* What you are asked to do
Write out again only the lines running from the one that contains "PositionType::Current => (current" to the end of the records below, including both the first and the last.

* Input for this task
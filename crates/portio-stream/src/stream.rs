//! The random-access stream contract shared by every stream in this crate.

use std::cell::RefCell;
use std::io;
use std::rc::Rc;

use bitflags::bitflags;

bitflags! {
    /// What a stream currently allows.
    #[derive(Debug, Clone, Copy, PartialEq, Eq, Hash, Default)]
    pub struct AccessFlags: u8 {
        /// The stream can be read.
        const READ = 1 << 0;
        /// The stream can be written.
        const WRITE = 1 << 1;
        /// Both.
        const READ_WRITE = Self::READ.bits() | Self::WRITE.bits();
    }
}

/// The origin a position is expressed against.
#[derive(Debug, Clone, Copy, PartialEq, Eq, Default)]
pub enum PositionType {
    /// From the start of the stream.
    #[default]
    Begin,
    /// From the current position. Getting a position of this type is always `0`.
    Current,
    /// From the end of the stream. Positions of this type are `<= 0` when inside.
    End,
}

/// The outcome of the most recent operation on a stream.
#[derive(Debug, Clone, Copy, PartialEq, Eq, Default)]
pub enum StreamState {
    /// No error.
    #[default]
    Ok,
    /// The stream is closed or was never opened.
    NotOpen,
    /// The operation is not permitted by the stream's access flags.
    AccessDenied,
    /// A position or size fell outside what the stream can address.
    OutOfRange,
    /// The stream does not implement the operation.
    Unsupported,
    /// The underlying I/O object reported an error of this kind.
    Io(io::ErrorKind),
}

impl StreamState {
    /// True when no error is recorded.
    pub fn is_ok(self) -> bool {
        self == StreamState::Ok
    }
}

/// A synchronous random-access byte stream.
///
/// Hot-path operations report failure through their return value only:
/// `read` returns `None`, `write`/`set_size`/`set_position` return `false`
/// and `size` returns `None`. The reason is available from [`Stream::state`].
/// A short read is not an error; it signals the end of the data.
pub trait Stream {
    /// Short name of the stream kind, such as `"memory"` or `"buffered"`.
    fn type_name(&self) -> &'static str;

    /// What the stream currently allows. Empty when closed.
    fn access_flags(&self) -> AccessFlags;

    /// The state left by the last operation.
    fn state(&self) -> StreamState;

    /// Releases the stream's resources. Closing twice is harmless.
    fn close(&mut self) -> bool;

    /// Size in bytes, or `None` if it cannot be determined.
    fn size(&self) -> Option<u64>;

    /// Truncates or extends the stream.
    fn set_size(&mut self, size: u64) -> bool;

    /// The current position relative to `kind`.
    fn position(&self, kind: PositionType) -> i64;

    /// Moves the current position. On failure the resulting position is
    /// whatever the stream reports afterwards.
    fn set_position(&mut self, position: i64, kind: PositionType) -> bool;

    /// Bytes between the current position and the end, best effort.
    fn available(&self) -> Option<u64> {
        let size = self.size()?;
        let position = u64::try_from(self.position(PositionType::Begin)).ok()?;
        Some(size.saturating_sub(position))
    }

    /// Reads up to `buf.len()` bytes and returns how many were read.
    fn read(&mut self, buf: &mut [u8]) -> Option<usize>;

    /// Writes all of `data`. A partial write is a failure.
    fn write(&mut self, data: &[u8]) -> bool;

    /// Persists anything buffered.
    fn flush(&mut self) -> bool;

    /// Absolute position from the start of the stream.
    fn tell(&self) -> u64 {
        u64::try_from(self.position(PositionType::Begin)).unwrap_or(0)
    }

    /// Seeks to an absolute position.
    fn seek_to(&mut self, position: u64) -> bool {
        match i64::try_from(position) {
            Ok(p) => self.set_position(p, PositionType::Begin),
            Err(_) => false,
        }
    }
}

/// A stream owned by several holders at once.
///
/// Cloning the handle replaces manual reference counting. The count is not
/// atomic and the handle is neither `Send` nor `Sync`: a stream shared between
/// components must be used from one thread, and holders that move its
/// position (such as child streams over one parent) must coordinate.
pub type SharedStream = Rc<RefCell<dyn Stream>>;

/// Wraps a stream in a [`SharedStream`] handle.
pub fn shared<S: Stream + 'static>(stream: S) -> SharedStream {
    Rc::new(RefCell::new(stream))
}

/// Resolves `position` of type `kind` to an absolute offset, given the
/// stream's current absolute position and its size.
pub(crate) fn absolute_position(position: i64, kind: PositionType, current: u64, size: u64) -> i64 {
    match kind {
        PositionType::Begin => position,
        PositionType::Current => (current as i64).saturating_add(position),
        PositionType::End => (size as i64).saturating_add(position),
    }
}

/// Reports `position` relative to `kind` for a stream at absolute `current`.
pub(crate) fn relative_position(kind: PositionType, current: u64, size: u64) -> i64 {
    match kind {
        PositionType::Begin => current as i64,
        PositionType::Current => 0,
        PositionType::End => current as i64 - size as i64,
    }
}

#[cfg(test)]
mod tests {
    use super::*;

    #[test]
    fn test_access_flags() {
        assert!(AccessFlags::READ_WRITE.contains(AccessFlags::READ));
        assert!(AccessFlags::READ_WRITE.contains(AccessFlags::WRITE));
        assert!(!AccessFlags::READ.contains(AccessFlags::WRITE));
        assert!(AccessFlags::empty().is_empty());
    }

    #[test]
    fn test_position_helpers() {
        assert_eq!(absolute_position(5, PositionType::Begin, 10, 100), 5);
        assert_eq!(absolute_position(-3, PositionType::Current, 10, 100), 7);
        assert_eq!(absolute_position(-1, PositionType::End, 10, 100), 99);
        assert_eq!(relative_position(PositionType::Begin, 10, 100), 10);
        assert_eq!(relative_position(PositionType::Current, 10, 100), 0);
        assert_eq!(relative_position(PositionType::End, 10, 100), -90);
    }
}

* Answer space
        PositionType::Current => (current as i64).saturating_add(position),
        PositionType::End => (size as i64).saturating_add(position),
    }
}

/// Reports `position` relative to `kind` for a stream at absolute `current`.
pub(crate) fn relative_position(kind: PositionType, current: u64, size: u64) -> i64 {
    match kind {
        PositionType::Begin => current as i64,
        PositionType::Current => 0,
        PositionType::End => current as i64 - size as i64,
    }
}

#[cfg(test)]
mod tests {
    use super::*;

    #[test]
    fn test_access_flags() {
        assert!(AccessFlags::READ_WRITE.contains(AccessFlags::READ));
        assert!(AccessFlags::READ_WRITE.contains(AccessFlags::WRITE));
        assert!(!AccessFlags::READ.contains(AccessFlags::WRITE));
        assert!(AccessFlags::empty().is_empty());
    }

    #[test]
    fn test_position_helpers() {
        assert_eq!(absolute_position(5, PositionType::Begin, 10, 100), 5);
        assert_eq!(absolute_position(-3, PositionType::Current, 10, 100), 7);
        assert_eq!(absolute_position(-1, PositionType::End, 10, 100), 99);
        assert_eq!(relative_position(PositionType::Begin, 10, 100), 10);
        assert_eq!(relative_position(PositionType::Current, 10, 100), 0);
        assert_eq!(relative_position(PositionType::End, 10, 100), -90);
    }
}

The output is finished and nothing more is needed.